Monday, February 1, 2010

Setting the truth free

HitRECord's animated short about the Prop 8 trial, transparency, media, freedom and the future. Made collaboratively during the Sundance Film Festival.

If you can't run the race, change the rules

Just when you thought it was safe, the Anglican Wars pop up again. The usual suspects have come with a new scheme designed to force and outcome of their own liking.

Read more in the Andrew Plus blog posting If you can't run the race, change the rules.

[H/T to Göran Koch-Swahne]

75% of donations for Prop 8 from Mormons

Religion Dispatches carries the story of the LDS (Mormon) involvement of Prop 8:
On Wednesday, January 20, in a federal courthouse in San Francisco, plaintiffs in the Perry vs. Schwarzenegger trial challenging the legality of California’s Proposition 8 introduced two documents (over strenuous objections from the defense) indicating close but cautious coordination between the Church of Jesus Christ of Latter-day Saints and the Yes on 8 campaign.

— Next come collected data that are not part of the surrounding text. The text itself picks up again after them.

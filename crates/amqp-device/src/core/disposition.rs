//! Translation between the caller- and messenger-facing disposition
//! vocabularies. Descriptors are deep-copied in both directions; neither
//! side ever holds references into the other's storage.

use crate::messenger::{MessageDispositionInfo, MessengerDispositionResult};
use crate::types::{DispositionInfo, DispositionResult};

pub(crate) fn to_messenger_result(result: DispositionResult) -> MessengerDispositionResult {
	match result {
		DispositionResult::None => MessengerDispositionResult::None,
		DispositionResult::Accepted => MessengerDispositionResult::Accepted,
		DispositionResult::Rejected => MessengerDispositionResult::Rejected,
		DispositionResult::Released => MessengerDispositionResult::Released,
	}
}

pub(crate) fn to_device_info(info: &MessageDispositionInfo) -> DispositionInfo {
	DispositionInfo {
		source: info.source.clone(),
		message_id: info.message_id,
	}
}

pub(crate) fn to_messenger_info(info: &DispositionInfo) -> MessageDispositionInfo {
	MessageDispositionInfo {
		source: info.source.clone(),
		message_id: info.message_id,
	}
}
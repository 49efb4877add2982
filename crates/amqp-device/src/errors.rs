use thiserror::Error;

use crate::auth::AuthError;
use crate::messenger::MessengerError;
use crate::types::DeviceState;

#[derive(Error, Debug)]
pub enum DeviceError {
	#[error("invalid device configuration: {reason}")]
	InvalidConfig { reason: String },

	#[error("operation not allowed while device is {state}")]
	InvalidState { state: DeviceState },

	#[error("device uses CBS authentication but no CBS handle was provided")]
	MissingCbsHandle,

	#[error("message disposition info has an empty source")]
	EmptyDispositionSource,

	#[error("retry policies are not supported at this layer")]
	RetryNotSupported,

	#[error("unsupported device option '{name}'")]
	UnsupportedOption { name: String },

	#[error("option '{name}' targets authentication but device does not use CBS")]
	AuthOptionWithoutCbs { name: String },

	#[error("invalid value for device option '{name}'")]
	InvalidOptionValue { name: String },

	#[error("authentication failure: {0}")]
	Auth(#[from] AuthError),

	#[error("messenger failure: {0}")]
	Messenger(#[from] MessengerError),
}
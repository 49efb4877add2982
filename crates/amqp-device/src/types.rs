use std::{collections::BTreeMap, fmt, sync::Arc};

use serde::{Deserialize, Serialize};

/// Aggregate lifecycle state of a device session.
///
/// Error states are terminal until the device is dropped and recreated;
/// there is no in-place recovery.
#[derive(Debug, Clone, Copy, PartialEq, Eq, Serialize, Deserialize)]
pub enum DeviceState {
	Stopped,
	Starting,
	Started,
	Stopping,
	ErrorAuth,
	ErrorAuthTimeout,
	ErrorMsg,
}

impl fmt::Display for DeviceState {
	fn fmt(&self, f: &mut fmt::Formatter<'_>) -> fmt::Result {
		match self {
			DeviceState::Stopped => write!(f, "stopped"),
			DeviceState::Starting => write!(f, "starting"),
			DeviceState::Started => write!(f, "started"),
			DeviceState::Stopping => write!(f, "stopping"),
			DeviceState::ErrorAuth => write!(f, "error(auth)"),
			DeviceState::ErrorAuthTimeout => write!(f, "error(auth-timeout)"),
			DeviceState::ErrorMsg => write!(f, "error(messenger)"),
		}
	}
}

/// Opaque token for an opened AMQP session, borrowed from the caller.
///
/// The device keeps a clone between `start_async` and teardown and never
/// closes the underlying session.
#[derive(Debug, Clone, PartialEq, Eq, Hash)]
pub struct SessionHandle(Arc<str>);

impl SessionHandle {
	pub fn new(id: impl Into<Arc<str>>) -> Self {
		Self(id.into())
	}

	pub fn as_str(&self) -> &str {
		&self.0
	}
}

impl fmt::Display for SessionHandle {
	fn fmt(&self, f: &mut fmt::Formatter<'_>) -> fmt::Result {
		write!(f, "{}", self.0)
	}
}

/// Opaque token for a CBS channel, borrowed from the caller.
#[derive(Debug, Clone, PartialEq, Eq, Hash)]
pub struct CbsHandle(Arc<str>);

impl CbsHandle {
	pub fn new(id: impl Into<Arc<str>>) -> Self {
		Self(id.into())
	}

	pub fn as_str(&self) -> &str {
		&self.0
	}
}

impl fmt::Display for CbsHandle {
	fn fmt(&self, f: &mut fmt::Formatter<'_>) -> fmt::Result {
		write!(f, "{}", self.0)
	}
}

/// Telemetry message carried through the messenger. Opaque to the controller.
#[derive(Debug, Clone, Default, PartialEq, Eq)]
pub struct Message {
	pub body: Vec<u8>,
	pub properties: BTreeMap<String, String>,
}

impl Message {
	#[must_use]
	pub fn from_body(body: impl Into<Vec<u8>>) -> Self {
		Self {
			body: body.into(),
			properties: BTreeMap::new(),
		}
	}

	#[must_use]
	pub fn with_property(mut self, key: impl Into<String>, value: impl Into<String>) -> Self {
		self.properties.insert(key.into(), value.into());
		self
	}
}

/// Caller-facing descriptor of a received message, used to settle it later.
#[derive(Debug, Clone, PartialEq, Eq)]
pub struct DispositionInfo {
	pub source: String,
	pub message_id: u64,
}

/// Caller verdict for a received message.
#[derive(Debug, Clone, Copy, PartialEq, Eq)]
pub enum DispositionResult {
	None,
	Accepted,
	Rejected,
	Released,
}

/// Caller-facing outcome of a device-to-cloud send.
#[derive(Debug, Clone, Copy, PartialEq, Eq)]
pub enum D2cSendResult {
	Ok,
	CannotParse,
	FailSending,
	Timeout,
	DeviceDestroyed,
	Unknown,
}

/// Whether the messenger has events queued or in flight.
#[derive(Debug, Clone, Copy, PartialEq, Eq, Serialize, Deserialize)]
pub enum SendStatus {
	Idle,
	Busy,
}

/// Retry policies of the upper transport layer. Not supported here;
/// `set_retry_policy` always fails.
#[derive(Debug, Clone, Copy, PartialEq, Eq)]
pub enum RetryPolicy {
	None,
	Immediate,
	Interval,
	LinearBackoff,
	ExponentialBackoff,
	ExponentialBackoffWithJitter,
}

/// Invoked once per distinct aggregate state transition, with (previous, new).
pub type OnStateChanged = Box<dyn FnMut(DeviceState, DeviceState) + Send>;

/// Invoked exactly once per submitted message that was accepted for sending.
pub type OnSendComplete = Box<dyn FnOnce(&Message, D2cSendResult) + Send>;

/// Invoked per inbound message while subscribed; returns the settlement verdict.
pub type OnMessageReceived = Box<dyn FnMut(&Message, &DispositionInfo) -> DispositionResult + Send>;
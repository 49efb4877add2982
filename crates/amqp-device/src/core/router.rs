//! Event routing between the child subsystems and the device session.
//!
//! The children report state changes and error codes through the handlers
//! below; the handlers only update cached views, which the device reads at
//! the top of each `do_work` tick. Nothing here transitions the aggregate
//! state.

use std::sync::{Arc, Mutex};

use chrono::{DateTime, Utc};
use tracing::warn;

use crate::auth::{AuthErrorCode, AuthState};
use crate::clock::Clock;
use crate::core::lock;
use crate::messenger::MessengerState;

/// Latest values reported by the authentication worker.
#[derive(Debug, Clone)]
pub(crate) struct AuthView {
	pub state: AuthState,
	pub error_code: AuthErrorCode,
	pub last_changed: Option<DateTime<Utc>>,
}

/// Latest values reported by the messenger.
#[derive(Debug, Clone)]
pub(crate) struct MessengerView {
	pub state: MessengerState,
	pub last_changed: Option<DateTime<Utc>>,
}

/// Cached child views shared between the device and the event handlers.
pub(crate) struct ChildViews {
	auth: Mutex<AuthView>,
	messenger: Mutex<MessengerView>,
}

impl ChildViews {
	pub fn new() -> Self {
		Self {
			auth: Mutex::new(AuthView {
				state: AuthState::Stopped,
				error_code: AuthErrorCode::None,
				last_changed: None,
			}),
			messenger: Mutex::new(MessengerView {
				state: MessengerState::Stopped,
				last_changed: None,
			}),
		}
	}

	pub fn auth(&self) -> AuthView {
		lock(&self.auth).clone()
	}

	pub fn messenger(&self) -> MessengerView {
		lock(&self.messenger).clone()
	}
}

/// Handle the authentication worker uses to report back to the device.
#[derive(Clone)]
pub struct AuthEventHandler {
	views: Arc<ChildViews>,
	clock: Arc<dyn Clock>,
	device_id: Arc<str>,
}

impl AuthEventHandler {
	pub(crate) fn new(views: Arc<ChildViews>, clock: Arc<dyn Clock>, device_id: Arc<str>) -> Self {
		Self { views, clock, device_id }
	}

	/// Records a state transition. Same-state repeats are ignored.
	pub fn state_changed(&self, previous: AuthState, new: AuthState) {
		if new == previous {
			return;
		}

		let stamped = self.clock.now();
		if stamped.is_none() {
			warn!(device_id = %self.device_id, "failed to timestamp authentication state change (clock read failed)");
		}

		let mut view = lock(&self.views.auth);
		view.state = new;
		view.last_changed = stamped;
	}

	/// Records the latest error code without transitioning any state.
	pub fn error_reported(&self, code: AuthErrorCode) {
		lock(&self.views.auth).error_code = code;
	}
}

/// Handle the messenger uses to report state changes to the device.
#[derive(Clone)]
pub struct MessengerEventHandler {
	views: Arc<ChildViews>,
	clock: Arc<dyn Clock>,
	device_id: Arc<str>,
}

impl MessengerEventHandler {
	pub(crate) fn new(views: Arc<ChildViews>, clock: Arc<dyn Clock>, device_id: Arc<str>) -> Self {
		Self { views, clock, device_id }
	}

	/// Records a state transition. Same-state repeats are ignored.
	pub fn state_changed(&self, previous: MessengerState, new: MessengerState) {
		if new == previous {
			return;
		}

		let stamped = self.clock.now();
		if stamped.is_none() {
			warn!(device_id = %self.device_id, "failed to timestamp messenger state change (clock read failed)");
		}

		let mut view = lock(&self.views.messenger);
		view.state = new;
		view.last_changed = stamped;
	}
}
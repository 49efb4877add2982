use chrono::{DateTime, Utc};

/// Wall-clock source used to gauge child startup timeouts.
///
/// Acquisition can fail; `None` is treated as a clock fault by the
/// controller, which then fails closed into the corresponding error state.
pub trait Clock: Send + Sync {
	fn now(&self) -> Option<DateTime<Utc>>;
}

/// System wall clock.
#[derive(Debug, Clone, Copy, Default)]
pub struct SystemClock;

impl Clock for SystemClock {
	fn now(&self) -> Option<DateTime<Utc>> {
		Some(Utc::now())
	}
}
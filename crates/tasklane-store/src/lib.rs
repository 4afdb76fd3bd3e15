//! The owning layer of the board core: [`BoardStore`] holds the single
//! authoritative board for a session and persists every committed change;
//! [`DragController`] interprets drag gestures into store operations.
//!
//! An embedder constructs one store at session start, renders from its
//! snapshots, and feeds user intents back through the operation surface.
//! Older snapshots stay valid after a mutation; untouched tasks are shared
//! between a snapshot and its successor.

pub mod gesture;
pub mod store;

pub use gesture::DragController;
pub use store::BoardStore;
use crate::TasklaneResult;

/// Initialize tracing for an embedding application.
///
/// When `TASKLANE_DEBUG_LOG` names a file, everything down to DEBUG is
/// appended there; otherwise warnings and errors go to stderr. Library
/// crates only emit events and never install a subscriber themselves.
pub fn init() -> TasklaneResult<()> {
    if let Ok(log_path) = std::env::var("TASKLANE_DEBUG_LOG") {
        let log_file = std::fs::OpenOptions::new()
            .create(true)
            .append(true)
            .open(&log_path)?;

        tracing_subscriber::fmt()
            .with_writer(log_file)
            .with_max_level(tracing::Level::DEBUG)
            .with_target(true)
            .with_file(true)
            .with_line_number(true)
            .with_ansi(false)
            .init();
    } else {
        tracing_subscriber::fmt()
            .with_max_level(tracing::Level::WARN)
            .init();
    }
    Ok(())
}
use std::sync::Arc;
use tasklane_domain::{Board, ColumnId, InsertPosition, SubtaskId, Task, TaskId};
use tasklane_persistence::BoardRepository;

/// Owns the authoritative board for the lifetime of a session.
///
/// Every mutation replaces the board atomically and hands back the new
/// snapshot; snapshots taken earlier keep the state they were taken from.
/// Each operation that actually changes state triggers exactly one save on
/// the repository — a fire-and-forget side effect, never a blocking one.
pub struct BoardStore {
    board: Arc<Board>,
    repository: Box<dyn BoardRepository>,
}

impl BoardStore {
    /// Open a session: load the stored board (or the seed fallback) from
    /// the repository.
    pub fn open(repository: Box<dyn BoardRepository>) -> Self {
        let board = Arc::new(repository.load());
        Self { board, repository }
    }

    pub fn board(&self) -> &Board {
        &self.board
    }

    /// The current board as a shared snapshot for rendering.
    pub fn snapshot(&self) -> Arc<Board> {
        Arc::clone(&self.board)
    }

    /// Create a task in a column. The task's `column_id` is forced to the
    /// named column; placement follows upsert semantics (a fresh id lands
    /// at the end of the column).
    pub fn add_task(&mut self, column_id: ColumnId, mut task: Task) -> Arc<Board> {
        task.column_id = column_id;
        self.upsert_task(task)
    }

    /// Save an edited task, identity preserved. An edit that changes
    /// `column_id` moves the task to the end of its new column.
    pub fn edit_task(&mut self, task: Task) -> Arc<Board> {
        self.upsert_task(task)
    }

    /// Insert-or-replace by task id; the create and edit paths both land
    /// here. Always commits: an edit yields a new authoritative board even
    /// when every field matches.
    pub fn upsert_task(&mut self, task: Task) -> Arc<Board> {
        Arc::make_mut(&mut self.board).upsert_task(task);
        self.commit();
        self.snapshot()
    }

    /// Remove a task wherever it lives. Unknown ids are a silent no-op.
    pub fn delete_task(&mut self, task_id: TaskId) -> Arc<Board> {
        if self.board.locate_task(task_id).is_none() {
            return self.snapshot();
        }
        Arc::make_mut(&mut self.board).remove_task(task_id);
        self.commit();
        self.snapshot()
    }

    /// Flip a subtask's completion flag. Unknown ids are a silent no-op.
    pub fn toggle_subtask(&mut self, task_id: TaskId, subtask_id: SubtaskId) -> Arc<Board> {
        if Arc::make_mut(&mut self.board).toggle_subtask(task_id, subtask_id) {
            self.commit();
        }
        self.snapshot()
    }

    /// Move a task to a destination column and position; same-column moves
    /// reorder in place. Resolution failures leave the board unchanged.
    pub fn move_task(
        &mut self,
        task_id: TaskId,
        destination: ColumnId,
        position: InsertPosition,
    ) -> Arc<Board> {
        if Arc::make_mut(&mut self.board).move_task(task_id, destination, position) {
            self.commit();
        }
        self.snapshot()
    }

    /// Reorder a task within one column, preserving every other task's
    /// relative order.
    pub fn reorder_within_column(
        &mut self,
        column_id: ColumnId,
        task_id: TaskId,
        position: InsertPosition,
    ) -> Arc<Board> {
        if Arc::make_mut(&mut self.board).reorder_task(column_id, task_id, position) {
            self.commit();
        }
        self.snapshot()
    }

    fn commit(&self) {
        self.repository.save(&self.board);
    }
}
pub mod config;
pub mod error;
pub mod logging;
pub mod result;

pub use config::AppConfig;
pub use error::TasklaneError;
pub use result::TasklaneResult;
use std::io::Write;
use std::path::Path;
use tasklane_core::TasklaneResult;

/// Atomic file writer that prevents data corruption
/// Uses write-to-temp-file → atomic-rename pattern for safety
pub struct AtomicWriter;

impl AtomicWriter {
    /// Write data to a file atomically
    /// Writes to a temporary file first, then atomically renames it
    /// This prevents corruption if the process crashes mid-write
    pub fn write_atomic(path: &Path, data: &[u8]) -> TasklaneResult<()> {
        // Temp file must live in the same directory for the rename to be atomic
        let parent = path.parent().unwrap_or_else(|| Path::new("."));
        std::fs::create_dir_all(parent)?;
        let mut temp_file = tempfile::NamedTempFile::new_in(parent)?;

        temp_file.write_all(data)?;
        temp_file.persist(path).map_err(|e| e.error)?;

        tracing::debug!(
            "Atomically wrote {} bytes to {}",
            data.len(),
            path.display()
        );
        Ok(())
    }

    /// Read all data from a file
    pub fn read_all(path: &Path) -> TasklaneResult<Vec<u8>> {
        let data = std::fs::read(path)?;
        tracing::debug!("Read {} bytes from {}", data.len(), path.display());
        Ok(data)
    }
}
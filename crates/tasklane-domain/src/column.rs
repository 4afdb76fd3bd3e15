use serde::{Deserialize, Serialize};
use std::fmt;
use std::str::FromStr;
use std::sync::Arc;
use tasklane_core::TasklaneError;

use crate::task::{Task, TaskId};

/// The four fixed column buckets. Columns are never created or destroyed
/// at runtime; their order is fixed for rendering and default placement.
#[derive(Debug, Default, Clone, Copy, PartialEq, Eq, Hash, Serialize, Deserialize)]
pub enum ColumnId {
    #[default]
    #[serde(rename = "notStarted")]
    NotStarted,
    #[serde(rename = "inProgress")]
    InProgress,
    #[serde(rename = "blocked")]
    Blocked,
    #[serde(rename = "done")]
    Done,
}

impl ColumnId {
    pub const ALL: [ColumnId; 4] = [
        ColumnId::NotStarted,
        ColumnId::InProgress,
        ColumnId::Blocked,
        ColumnId::Done,
    ];

    /// Wire name, matching the stored document keys.
    pub fn as_str(self) -> &'static str {
        match self {
            ColumnId::NotStarted => "notStarted",
            ColumnId::InProgress => "inProgress",
            ColumnId::Blocked => "blocked",
            ColumnId::Done => "done",
        }
    }

    /// Display label for the column.
    pub fn title(self) -> &'static str {
        match self {
            ColumnId::NotStarted => "Not Started",
            ColumnId::InProgress => "In Progress",
            ColumnId::Blocked => "Blocked",
            ColumnId::Done => "Done",
        }
    }
}

impl fmt::Display for ColumnId {
    fn fmt(&self, f: &mut fmt::Formatter<'_>) -> fmt::Result {
        f.write_str(self.as_str())
    }
}

impl FromStr for ColumnId {
    type Err = TasklaneError;

    fn from_str(s: &str) -> Result<Self, Self::Err> {
        ColumnId::ALL
            .into_iter()
            .find(|id| id.as_str() == s)
            .ok_or_else(|| TasklaneError::Validation(format!("unknown column id: {s}")))
    }
}

/// One of the four task buckets. Tasks are `Arc`-shared so a board
/// snapshot and its successor share every task the mutation did not touch.
#[derive(Debug, Clone, PartialEq, Serialize, Deserialize)]
pub struct Column {
    #[serde(default)]
    pub id: ColumnId,
    #[serde(default)]
    pub title: String,
    pub tasks: Vec<Arc<Task>>,
}

impl Column {
    pub fn new(id: ColumnId) -> Self {
        Self {
            id,
            title: id.title().to_string(),
            tasks: Vec::new(),
        }
    }

    pub fn task_index(&self, task_id: TaskId) -> Option<usize> {
        self.tasks.iter().position(|task| task.id == task_id)
    }

    pub fn contains_task(&self, task_id: TaskId) -> bool {
        self.task_index(task_id).is_some()
    }
}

The documents, according to plaintiffs’ witness Gary Segura, a professor of political science at Stanford University, indicated a desire on the part of the Church to create “plausible deniability or respectable distance between the church organization per se and the actual campaign.”

Segura’s words soon rippled across the gay blogosphere, as trial watchers from The Atlantic’s Andrew Sullivan to Julia Rosen of the California-based Courage Campaign latched onto the phrase “plausible deniability” as an “explosive” indictment of the Mormon Church’s allegedly behind-the-scenes relationship to the Proposition 8 campaign.
But to Mormons in California—both those who supported the Yes on 8 campaign and those who opposed it—the relationship between the church and the Proposition 8 campaign has always been undeniable.

When will anyone challenge their tax exempt status?